Defining Wicked Questions
Asking wicked questions is an exercise that helps to engage people to reveal entangled challenges and possibilities that are not intuitively obvious. They help us to identify inherent paradoxes and frame the challenge which supports subsequent efforts to map and understand the challenge.
A good wicked question:
Helps us to name the central tensions and the paradoxes (the elephant in the room)
Surfaces underlying, often contradictory assumptions
Does not have obvious answers
Opens up more questions, options, inquiries
Is NOT a trick question, or rhetorical; not blaming or finger pointing.
Asking Wicked Questions
Examples of Wicked Questions:
Why is the youth unemployment rate in Canada so high, while employers cannot find talent?

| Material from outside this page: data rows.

//! Shared test scene: a gantry with a palm sphere, a table and a small
//! obstacle that only the lift pose of candidate #3 reaches.

use std::f64::consts::{FRAC_PI_2, FRAC_PI_4};
use std::sync::Arc;

use graspkit_geometry::{GraspParallelPlane, Pose, Quaternion, Sphere, Vec3};
use graspkit_kinematics::gantry::CartesianGantry;
use graspkit_kinematics::{EndEffectorGroup, EndEffectorLink, PlanningGroup, RobotModel};
use graspkit_scene::{CollisionObject, PlanningScene, PlanningSceneSnapshot};
use graspkit_types::{CandidateId, GraspCandidate, GraspGeometry};

use crate::config::{ApproachConstraint, CuttingPlane, FilterPipelineConfig, PlaneSide};

pub fn gantry_robot() -> RobotModel {
    gantry_robot_at(Pose::identity())
}

/// Same robot with `gantry_base` placed at `base` in the world frame.
pub fn gantry_robot_at(base: Pose) -> RobotModel {
    let gantry = Arc::new(CartesianGantry::default());
    let mut model = RobotModel::new("gantry", "world");
    model.set_frame("world", "gantry_base", base);
    model.add_planning_group(PlanningGroup {
        name: "arm".into(),
        base_frame: "gantry_base".into(),
        kinematics: gantry.clone(),
        solvers: gantry,
    });
    model.add_end_effector(EndEffectorGroup {
        name: "hand".into(),
        parent_group: "arm".into(),
        links: vec![EndEffectorLink {
            name: "palm".into(),
            sphere: Sphere::new(Vec3::new(0.0, 0.0, -0.05), 0.02),
        }],
    });
    model
}

/// Grasp approaching along +x.
pub fn side_grasp(id: u64, at: Vec3) -> GraspCandidate {
    let pose = Pose::new(at, Quaternion::from_axis_angle(Vec3::unit_y(), FRAC_PI_2));
    GraspCandidate::new(CandidateId(id), pose, &GraspGeometry::default(), 0.04, 1.0)
}

/// #1 below the table, #2 clear, #3 lifts into `shelf_lip`.
pub fn three_candidates() -> Vec<GraspCandidate> {
    vec![
        side_grasp(1, Vec3::new(0.5, 0.0, -0.05)),
        side_grasp(2, Vec3::new(0.5, -0.3, 0.2)),
        side_grasp(3, Vec3::new(0.5, 0.3, 0.2)),
    ]
}

pub fn example_scene() -> PlanningSceneSnapshot {
    let mut scene = PlanningScene::new("world");
    scene.add_object(CollisionObject::cuboid(
        "table",
        Pose::from_translation(Vec3::new(0.5, 0.0, -0.05)),
        Vec3::new(1.0, 1.0, 0.1),
    ));
    scene.add_object(CollisionObject::cuboid(
        "shelf_lip",
        Pose::from_translation(Vec3::new(0.45, 0.3, 0.32)),
        Vec3::new(0.02, 0.02, 0.02),
    ));
    scene.snapshot()
}

pub fn example_config() -> FilterPipelineConfig {
    FilterPipelineConfig {
        cutting_planes: vec![CuttingPlane::new(
            Pose::identity(),
            GraspParallelPlane::Xy,
            PlaneSide::Negative,
        )],
        approach: ApproachConstraint {
            axis: Vec3::unit_x(),
            tolerance: FRAC_PI_4,
        },
        ..FilterPipelineConfig::default()
    }
}
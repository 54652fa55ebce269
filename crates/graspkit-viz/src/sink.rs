//! Marker sinks.
//!
//! | Sink | Delivery |
//! |---|---|
//! | [`MarkerBus`] | [`tokio::sync::broadcast`] fan-out to any number of viewers |
//! | [`MarkerLog`] | in-memory list, for tests and post-run inspection |
//! | [`JsonLinesSink`] | one JSON object per line to any writer (e.g. a file) |
//!
//! Publishing is best effort.  Callers log a [`VizError`] and carry on; a
//! failed marker never changes a filter result.

use std::io::Write;
use std::sync::{Mutex, PoisonError};

use thiserror::Error;
use tokio::sync::broadcast;

use crate::marker::MarkerEvent;

const DEFAULT_CAPACITY: usize = 1024;

#[derive(Error, Debug, Clone, PartialEq, Eq)]
pub enum VizError {
    #[error("no marker subscribers")]
    NoSubscribers,

    #[error("marker serialization failed: {0}")]
    Serialization(String),

    #[error("marker write failed: {0}")]
    Io(String),
}

pub trait MarkerSink: Send + Sync {
    fn publish(&self, event: MarkerEvent) -> Result<(), VizError>;

    /// Push any buffered markers to the viewer.
    fn flush(&self) -> Result<(), VizError> {
        Ok(())
    }
}

// ────────────────────────────────────────────────────────────────────────────
// MarkerBus
// ────────────────────────────────────────────────────────────────────────────

/// Broadcast channel of marker events.  Clones share the same channel.
#[derive(Clone, Debug)]
pub struct MarkerBus {
    sender: broadcast::Sender<MarkerEvent>,
}

impl Default for MarkerBus {
    fn default() -> Self {
        Self::new(DEFAULT_CAPACITY)
    }
}

impl MarkerBus {
    /// `capacity` events are buffered before slow subscribers start lagging.
    pub fn new(capacity: usize) -> Self {
        let (sender, _) = broadcast::channel(capacity.max(1));
        Self { sender }
    }

    pub fn subscribe(&self) -> broadcast::Receiver<MarkerEvent> {
        self.sender.subscribe()
    }

    pub fn subscriber_count(&self) -> usize {
        self.sender.receiver_count()
    }
}

impl MarkerSink for MarkerBus {
    fn publish(&self, event: MarkerEvent) -> Result<(), VizError> {
        self.sender
            .send(event)
            .map(|_| ())
            .map_err(|_| VizError::NoSubscribers)
    }
}

// ────────────────────────────────────────────────────────────────────────────
// MarkerLog
// ────────────────────────────────────────────────────────────────────────────

#[derive(Debug, Default)]
pub struct MarkerLog {
    events: Mutex<Vec<MarkerEvent>>,
}

impl MarkerLog {
    pub fn new() -> Self {
        Self::default()
    }

    /// Copy of every event received so far.
    pub fn events(&self) -> Vec<MarkerEvent> {
        self.events
            .lock()
            .unwrap_or_else(PoisonError::into_inner)
            .clone()
    }

    pub fn len(&self) -> usize {
        self.events.lock().unwrap_or_else(PoisonError::into_inner).len()
    }

    pub fn is_empty(&self) -> bool {
        self.len() == 0
    }
}

impl MarkerSink for MarkerLog {
    fn publish(&self, event: MarkerEvent) -> Result<(), VizError> {
        self.events
            .lock()
            .unwrap_or_else(PoisonError::into_inner)
            .push(event);
        Ok(())
    }
}

// ────────────────────────────────────────────────────────────────────────────
// JsonLinesSink
// ────────────────────────────────────────────────────────────────────────────

/// Writes each event as a single line of JSON.
#[derive(Debug)]
pub struct JsonLinesSink<W: Write + Send> {
    writer: Mutex<W>,
}

impl<W: Write + Send> JsonLinesSink<W> {
    pub fn new(writer: W) -> Self {
        Self {
            writer: Mutex::new(writer),
        }
    }

    pub fn into_inner(self) -> W {
        self.writer.into_inner().unwrap_or_else(PoisonError::into_inner)
    }
}

impl<W: Write + Send> MarkerSink for JsonLinesSink<W> {
    fn publish(&self, event: MarkerEvent) -> Result<(), VizError> {
        let line = serde_json::to_string(&event).map_err(|e| VizError::Serialization(e.to_string()))?;
        let mut writer = self.writer.lock().unwrap_or_else(PoisonError::into_inner);
        writeln!(writer, "{line}").map_err(|e| VizError::Io(e.to_string()))
    }

    fn flush(&self) -> Result<(), VizError> {
        self.writer
            .lock()
            .unwrap_or_else(PoisonError::into_inner)
            .flush()
            .map_err(|e| VizError::Io(e.to_string()))
    }
}

#[cfg(test)]
mod tests {
    use super::*;
    use crate::marker::{Marker, MarkerColor};
    use graspkit_geometry::Vec3;
    use graspkit_types::CandidateId;
    use uuid::Uuid;

    fn contact_event() -> MarkerEvent {
        MarkerEvent::new(
            Uuid::new_v4(),
            Marker::Contact {
                candidate: CandidateId(7),
                link: "palm".into(),
                position: Vec3::new(0.1, 0.2, 0.3),
                color: MarkerColor::Pink,
            },
        )
    }

    #[test]
    fn bus_without_subscribers_reports_error() {
        let bus = MarkerBus::new(8);
        assert_eq!(bus.publish(contact_event()), Err(VizError::NoSubscribers));
    }

    #[test]
    fn bus_delivers_to_every_subscriber() {
        let bus = MarkerBus::new(8);
        let mut a = bus.subscribe();
        let mut b = bus.clone().subscribe();
        let event = contact_event();
        bus.publish(event.clone()).unwrap();
        assert_eq!(a.try_recv().unwrap(), event);
        assert_eq!(b.try_recv().unwrap(), event);
        assert_eq!(bus.subscriber_count(), 2);
    }

    #[test]
    fn log_keeps_events_in_order() {
        let log = MarkerLog::new();
        let first = contact_event();
        let second = contact_event();
        log.publish(first.clone()).unwrap();
        log.publish(second.clone()).unwrap();
        assert_eq!(log.events(), vec![first, second]);
    }

    #[test]
    fn json_lines_sink_writes_one_line_per_event() {
        let sink = JsonLinesSink::new(Vec::new());
        sink.publish(contact_event()).unwrap();
        sink.publish(contact_event()).unwrap();
        sink.flush().unwrap();
        let out = String::from_utf8(sink.into_inner()).unwrap();
        let lines: Vec<&str> = out.lines().collect();
        assert_eq!(lines.len(), 2);
        let parsed: MarkerEvent = serde_json::from_str(lines[0]).unwrap();
        assert_eq!(parsed.marker.namespace(), "collision_contacts");
    }
}
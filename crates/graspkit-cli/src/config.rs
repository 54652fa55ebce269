//! CLI configuration – reads/writes `~/.graspkit/config.toml`.
//!
//! The file holds two tables: `[filter]` is a
//! [`FilterPipelineConfig`] and `[demo]` a [`DemoConfig`].  Missing tables
//! and fields take their defaults.

use std::fs;
use std::path::{Path, PathBuf};

use graspkit_filter::FilterPipelineConfig;
use graspkit_geometry::Vec3;
use serde::{Deserialize, Serialize};

/// Parameters of the bundled filter demo.
#[derive(Debug, Clone, PartialEq, Serialize, Deserialize)]
#[serde(default)]
pub struct DemoConfig {
    /// Number of objects to generate and filter grasps for.
    pub num_trials: usize,
    /// Worker threads per run; unset means one per CPU.
    pub worker_count: Option<usize>,
    /// Nominal object centre; each trial shifts it slightly.
    pub object_centre: Vec3,
    /// Cube edge length (m).
    pub object_size: f64,
    /// Extra clearance added to every collision sphere (m).
    pub collision_padding: f64,
    /// Append markers as JSON lines to this file.
    pub markers_path: Option<PathBuf>,
    /// Length of the approach arrows in the marker file (m).
    pub arrow_length: f64,
    /// Contact markers written per collision-rejected candidate.
    pub max_contacts: usize,
}

impl Default for DemoConfig {
    fn default() -> Self {
        Self {
            num_trials: 3,
            worker_count: None,
            object_centre: Vec3::new(0.28, -0.2, 0.5),
            object_size: 0.03,
            collision_padding: 0.0,
            markers_path: None,
            arrow_length: 0.1,
            max_contacts: 10,
        }
    }
}

#[derive(Debug, Clone, Default, PartialEq, Serialize, Deserialize)]
pub struct Config {
    #[serde(default)]
    pub filter: FilterPipelineConfig,
    #[serde(default)]
    pub demo: DemoConfig,
}

/// `GRASPKIT_CONFIG` if set, otherwise `~/.graspkit/config.toml`.
pub fn config_path() -> PathBuf {
    if let Ok(path) = std::env::var("GRASPKIT_CONFIG") {
        return PathBuf::from(path);
    }
    config_path_for_home(
        &std::env::var("HOME")
            .or_else(|_| std::env::var("USERPROFILE"))
            .unwrap_or_else(|_| ".".to_string()),
    )
}

pub(crate) fn config_path_for_home(home: &str) -> PathBuf {
    PathBuf::from(home).join(".graspkit").join("config.toml")
}

/// Load the config from disk.  Returns `None` if the file does not exist.
pub fn load() -> Result<Option<Config>, String> {
    load_from(&config_path())
}

pub(crate) fn load_from(path: &Path) -> Result<Option<Config>, String> {
    if !path.exists() {
        return Ok(None);
    }
    let raw = fs::read_to_string(path)
        .map_err(|e| format!("Failed to read config at {}: {}", path.display(), e))?;
    let mut cfg: Config = toml::from_str(&raw).map_err(|e| format!("Failed to parse config: {}", e))?;
    apply_env_overrides(&mut cfg);
    Ok(Some(cfg))
}

/// Apply `GRASPKIT_*` environment variable overrides to `cfg`.
///
/// | Variable | Config field |
/// |---|---|
/// | `GRASPKIT_WORKERS` | `demo.worker_count` |
/// | `GRASPKIT_TRIALS` | `demo.num_trials` |
/// | `GRASPKIT_MARKERS` | `demo.markers_path` |
/// | `GRASPKIT_PLANNING_GROUP` | `filter.planning_group_name` |
/// | `GRASPKIT_EE_GROUP` | `filter.end_effector_group_name` |
/// | `GRASPKIT_STATISTICS_VERBOSE` | `filter.visualization.statistics_verbose` |
///
/// Unparseable numbers and booleans are ignored.
pub fn apply_env_overrides(cfg: &mut Config) {
    if let Ok(v) = std::env::var("GRASPKIT_WORKERS")
        && let Ok(n) = v.parse::<usize>()
    {
        cfg.demo.worker_count = Some(n);
    }
    if let Ok(v) = std::env::var("GRASPKIT_TRIALS")
        && let Ok(n) = v.parse::<usize>()
    {
        cfg.demo.num_trials = n;
    }
    if let Ok(v) = std::env::var("GRASPKIT_MARKERS") {
        cfg.demo.markers_path = Some(PathBuf::from(v));
    }
    if let Ok(v) = std::env::var("GRASPKIT_PLANNING_GROUP") {
        cfg.filter.planning_group_name = v;
    }
    if let Ok(v) = std::env::var("GRASPKIT_EE_GROUP") {
        cfg.filter.end_effector_group_name = v;
    }
    if let Ok(v) = std::env::var("GRASPKIT_STATISTICS_VERBOSE")
        && let Some(flag) = parse_bool(&v)
    {
        cfg.filter.visualization.statistics_verbose = flag;
    }
}

fn parse_bool(v: &str) -> Option<bool> {
    match v.trim().to_ascii_lowercase().as_str() {
        "1" | "true" | "yes" | "on" => Some(true),
        "0" | "false" | "no" | "off" => Some(false),
        _ => None,
    }
}

/// Save the config to disk, creating the parent directory if necessary.
pub fn save(cfg: &Config) -> Result<(), String> {
    save_to(cfg, &config_path())
}

pub(crate) fn save_to(cfg: &Config, path: &Path) -> Result<(), String> {
    if let Some(parent) = path.parent() {
        fs::create_dir_all(parent).map_err(|e| format!("Failed to create config directory: {}", e))?;
    }
    let raw = toml::to_string_pretty(cfg).map_err(|e| format!("Failed to serialize config: {}", e))?;
    fs::write(path, raw).map_err(|e| format!("Failed to write config at {}: {}", path.display(), e))
}

#[cfg(test)]
mod tests {
    use super::*;
    use graspkit_types::StageKind;

    #[test]
    fn config_path_points_to_graspkit_dir() {
        let p = config_path_for_home("/home/testuser");
        assert!(p.to_string_lossy().contains(".graspkit"));
        assert!(p.to_string_lossy().ends_with("config.toml"));
    }

    #[test]
    fn load_from_returns_none_when_missing() {
        let dir = tempfile::tempdir().expect("tmp dir");
        let path = config_path_for_home(&dir.path().to_string_lossy());
        assert!(load_from(&path).expect("no error").is_none());
    }

    #[test]
    fn roundtrip_default_config() {
        let dir = tempfile::tempdir().expect("tmp dir");
        let path = config_path_for_home(&dir.path().to_string_lossy());

        save_to(&Config::default(), &path).expect("save");
        let loaded = load_from(&path).expect("load ok").expect("some");
        assert_eq!(loaded.demo.num_trials, 3);
        assert_eq!(loaded.filter.planning_group_name, "arm");
        assert_eq!(loaded.filter.stages.len(), 4);
    }

    #[test]
    fn partial_file_keeps_defaults() {
        let dir = tempfile::tempdir().expect("tmp dir");
        let path = dir.path().join("config.toml");
        fs::write(
            &path,
            "[filter]\nstages = [\"cutting_plane\", \"ik_feasibility\"]\n\n[demo]\nobject_size = 0.05\n",
        )
        .expect("write");

        let loaded = load_from(&path).expect("load ok").expect("some");
        assert_eq!(loaded.filter.stages, vec![StageKind::CuttingPlane, StageKind::IkFeasibility]);
        assert_eq!(loaded.filter.end_effector_group_name, "hand");
        assert!((loaded.demo.object_size - 0.05).abs() < 1e-12);
        assert_eq!(loaded.demo.num_trials, 3);
        assert_eq!(loaded.demo.max_contacts, 10);
    }

    #[test]
    fn load_from_reports_parse_errors() {
        let dir = tempfile::tempdir().expect("tmp dir");
        let path = dir.path().join("config.toml");
        fs::write(&path, "[demo]\nnum_trials = \"many\"\n").expect("write");
        let err = load_from(&path).unwrap_err();
        assert!(err.starts_with("Failed to parse config"));
    }

    #[test]
    fn apply_env_overrides_changes_worker_count() {
        // SAFETY: single-threaded test; no data races on env vars.
        unsafe { std::env::set_var("GRASPKIT_WORKERS", "3") };
        let mut cfg = Config::default();
        apply_env_overrides(&mut cfg);
        assert_eq!(cfg.demo.worker_count, Some(3));
        unsafe { std::env::remove_var("GRASPKIT_WORKERS") };
    }

    #[test]
    fn apply_env_overrides_ignores_invalid_trials() {
        // SAFETY: single-threaded test; no data races on env vars.
        unsafe { std::env::set_var("GRASPKIT_TRIALS", "lots") };
        let mut cfg = Config::default();
        apply_env_overrides(&mut cfg);
        assert_eq!(cfg.demo.num_trials, 3);
        unsafe { std::env::remove_var("GRASPKIT_TRIALS") };
    }

    #[test]
    fn apply_env_overrides_changes_group_names() {
        // SAFETY: single-threaded test; no data races on env vars.
        unsafe {
            std::env::set_var("GRASPKIT_PLANNING_GROUP", "left_arm");
            std::env::set_var("GRASPKIT_EE_GROUP", "left_hand");
        }
        let mut cfg = Config::default();
        apply_env_overrides(&mut cfg);
        assert_eq!(cfg.filter.planning_group_name, "left_arm");
        assert_eq!(cfg.filter.end_effector_group_name, "left_hand");
        unsafe {
            std::env::remove_var("GRASPKIT_PLANNING_GROUP");
            std::env::remove_var("GRASPKIT_EE_GROUP");
        }
    }

    #[test]
    fn apply_env_overrides_parses_statistics_flag() {
        // SAFETY: single-threaded test; no data races on env vars.
        unsafe { std::env::set_var("GRASPKIT_STATISTICS_VERBOSE", "yes") };
        let mut cfg = Config::default();
        apply_env_overrides(&mut cfg);
        assert!(cfg.filter.visualization.statistics_verbose);
        unsafe { std::env::remove_var("GRASPKIT_STATISTICS_VERBOSE") };
    }
}
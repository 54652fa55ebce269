//! Collision Query Adapter.
//!
//! [`CollisionChecker`] answers "is this robot state in collision with this
//! snapshot?".  Implementations hold no per-query mutable state, so one
//! checker is shared by every worker of a filter run.
//!
//! [`SceneCollisionChecker`] tests the robot's link spheres against
//! - scene objects (boxes and spheres),
//! - the point-cloud octree, and
//! - each other (non-adjacent links only),
//!
//! skipping any pair the snapshot's allowed-collision matrix permits.

use graspkit_geometry::{Sphere, Vec3};
use graspkit_types::{LinkSphere, RobotState};
use serde::{Deserialize, Serialize};

use crate::scene::{OCTOMAP_ID, PlanningSceneSnapshot};

/// The body a robot link touched.
#[derive(Debug, Clone, PartialEq, Serialize, Deserialize)]
#[serde(tag = "kind", content = "name", rename_all = "snake_case")]
pub enum ContactBody {
    Object(String),
    PointCloud,
    Link(String),
}

impl std::fmt::Display for ContactBody {
    fn fmt(&self, f: &mut std::fmt::Formatter<'_>) -> std::fmt::Result {
        match self {
            ContactBody::Object(id) => write!(f, "object '{id}'"),
            ContactBody::PointCloud => write!(f, "point cloud"),
            ContactBody::Link(name) => write!(f, "link '{name}'"),
        }
    }
}

#[derive(Debug, Clone, PartialEq, Serialize, Deserialize)]
pub struct Contact {
    pub link: String,
    pub body: ContactBody,
    /// Approximate contact location in the scene frame.
    pub position: Vec3,
}

pub trait CollisionChecker: Send + Sync {
    /// True when `state` touches the environment or itself.
    fn is_in_collision(&self, state: &RobotState, scene: &PlanningSceneSnapshot) -> bool;

    /// Up to `max` contacts for `state`, used for diagnostics only.
    fn contacts(&self, _state: &RobotState, _scene: &PlanningSceneSnapshot, _max: usize) -> Vec<Contact> {
        Vec::new()
    }
}

/// Sphere-based checker over a [`PlanningSceneSnapshot`].
#[derive(Debug, Clone, PartialEq, Serialize, Deserialize)]
#[serde(default)]
pub struct SceneCollisionChecker {
    /// Inflate every link sphere by this margin (m).
    pub padding: f64,
    pub check_self_collision: bool,
}

impl Default for SceneCollisionChecker {
    fn default() -> Self {
        Self {
            padding: 0.0,
            check_self_collision: true,
        }
    }
}

impl SceneCollisionChecker {
    pub fn new(padding: f64) -> Self {
        Self {
            padding,
            ..Self::default()
        }
    }

    fn padded(&self, link: &LinkSphere) -> Sphere {
        Sphere::new(link.sphere.centre, link.sphere.radius + self.padding)
    }

    /// Visit contacts until `visit` returns `false`.
    fn scan(&self, state: &RobotState, scene: &PlanningSceneSnapshot, visit: &mut dyn FnMut(Contact) -> bool) {
        let acm = scene.acm();

        for link in &state.spheres {
            let sphere = self.padded(link);

            for object in scene.objects() {
                if acm.is_allowed(&link.link, &object.id) || !object.overlaps_sphere(&sphere) {
                    continue;
                }
                let contact = Contact {
                    link: link.link.clone(),
                    body: ContactBody::Object(object.id.clone()),
                    position: object.closest_point(sphere.centre),
                };
                if !visit(contact) {
                    return;
                }
            }

            if let Some(cloud) = scene.point_cloud()
                && !acm.is_allowed(&link.link, OCTOMAP_ID)
                && let Some(point) = cloud.first_in_sphere(&sphere)
            {
                let contact = Contact {
                    link: link.link.clone(),
                    body: ContactBody::PointCloud,
                    position: point,
                };
                if !visit(contact) {
                    return;
                }
            }
        }

        if !self.check_self_collision {
            return;
        }
        for (i, a) in state.spheres.iter().enumerate() {
            for b in &state.spheres[i + 1..] {
                if a.link_index.abs_diff(b.link_index) <= 1 || acm.is_allowed(&a.link, &b.link) {
                    continue;
                }
                let (sa, sb) = (self.padded(a), self.padded(b));
                if !sa.overlaps_sphere(&sb) {
                    continue;
                }
                let contact = Contact {
                    link: a.link.clone(),
                    body: ContactBody::Link(b.link.clone()),
                    position: sa.centre.add(sb.centre).scale(0.5),
                };
                if !visit(contact) {
                    return;
                }
            }
        }
    }
}

impl CollisionChecker for SceneCollisionChecker {
    fn is_in_collision(&self, state: &RobotState, scene: &PlanningSceneSnapshot) -> bool {
        let mut hit = false;
        self.scan(state, scene, &mut |_| {
            hit = true;
            false
        });
        hit
    }

    fn contacts(&self, state: &RobotState, scene: &PlanningSceneSnapshot, max: usize) -> Vec<Contact> {
        let mut out = Vec::new();
        if max == 0 {
            return out;
        }
        self.scan(state, scene, &mut |c| {
            out.push(c);
            out.len() < max
        });
        out
    }
}
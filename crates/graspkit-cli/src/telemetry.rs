//! Tracing and OpenTelemetry initialisation for the `graspkit` binary.
//!
//! # Environment variables
//!
//! | Variable | Effect |
//! |---|---|
//! | `OTEL_EXPORTER_OTLP_ENDPOINT` | OTLP collector base URL (e.g. `http://localhost:4318`). When set, filter run spans are exported over OTLP/HTTP. |
//! | `RUST_LOG` | Log filter (default `info,graspkit::superdebug=off`). Use `graspkit::superdebug=debug` for per-pose solver tracing. |
//! | `GRASPKIT_LOG_FORMAT=json` | Emit newline-delimited JSON logs. |

use opentelemetry::trace::TracerProvider as _;
use opentelemetry_otlp::WithExportConfig;
use opentelemetry_sdk::{Resource, trace::SdkTracerProvider};
use tracing_subscriber::{EnvFilter, Layer, layer::SubscriberExt, util::SubscriberInitExt};

/// Used when `RUST_LOG` is unset or invalid.  Per-pose solver tracing stays
/// off unless asked for by name.
const DEFAULT_FILTER: &str = "info,graspkit::superdebug=off";

fn env_filter() -> EnvFilter {
    EnvFilter::try_from_default_env().unwrap_or_else(|_| EnvFilter::new(DEFAULT_FILTER))
}

/// Install the global subscriber.  Hold the returned guard until exit.
pub fn init_tracing(service_name: &str) -> TracerProviderGuard {
    let use_json = std::env::var("GRASPKIT_LOG_FORMAT").as_deref() == Ok("json");
    let provider = build_provider(service_name);

    let otel_layer = provider
        .as_ref()
        .map(|p| tracing_opentelemetry::layer().with_tracer(p.tracer("graspkit")));
    let fmt_layer = if use_json {
        tracing_subscriber::fmt::layer().json().boxed()
    } else {
        tracing_subscriber::fmt::layer().compact().boxed()
    };

    tracing_subscriber::registry()
        .with(env_filter())
        .with(otel_layer)
        .with(fmt_layer)
        .init();

    TracerProviderGuard(provider)
}

/// Shuts the tracer provider down on drop, flushing pending spans.
pub struct TracerProviderGuard(Option<SdkTracerProvider>);

impl Drop for TracerProviderGuard {
    fn drop(&mut self) {
        if let Some(provider) = self.0.take()
            && let Err(e) = provider.shutdown()
        {
            eprintln!("[graspkit] OpenTelemetry provider shutdown error: {e}");
        }
    }
}

/// `None` when no endpoint is configured or the exporter fails to build.
fn build_provider(service_name: &str) -> Option<SdkTracerProvider> {
    let endpoint = std::env::var("OTEL_EXPORTER_OTLP_ENDPOINT").ok()?;

    let exporter = opentelemetry_otlp::SpanExporter::builder()
        .with_http()
        .with_endpoint(endpoint)
        .build()
        .map_err(|e| eprintln!("[graspkit] OTLP exporter init failed: {e}"))
        .ok()?;

    let resource = Resource::builder()
        .with_service_name(service_name.to_string())
        .build();

    Some(
        SdkTracerProvider::builder()
            .with_resource(resource)
            // The binary never starts an async runtime.
            .with_simple_exporter(exporter)
            .build(),
    )
}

How do energy utilities expect to thrive when they do not innovate?
If consumer demand is high for local, organic fruit, why are retailers not selling it?
If better, smarter and cheaper treatments are available, why are hospitals not buying them?
If all the members in your community say they want to solve the problem, why is it that nobody has the time or resources to work on it?
A Useful Format for Asking Wicked Questions:
“If citizens... want … why do we do we …?”
“How is it that we are … and we are … simultaneously?”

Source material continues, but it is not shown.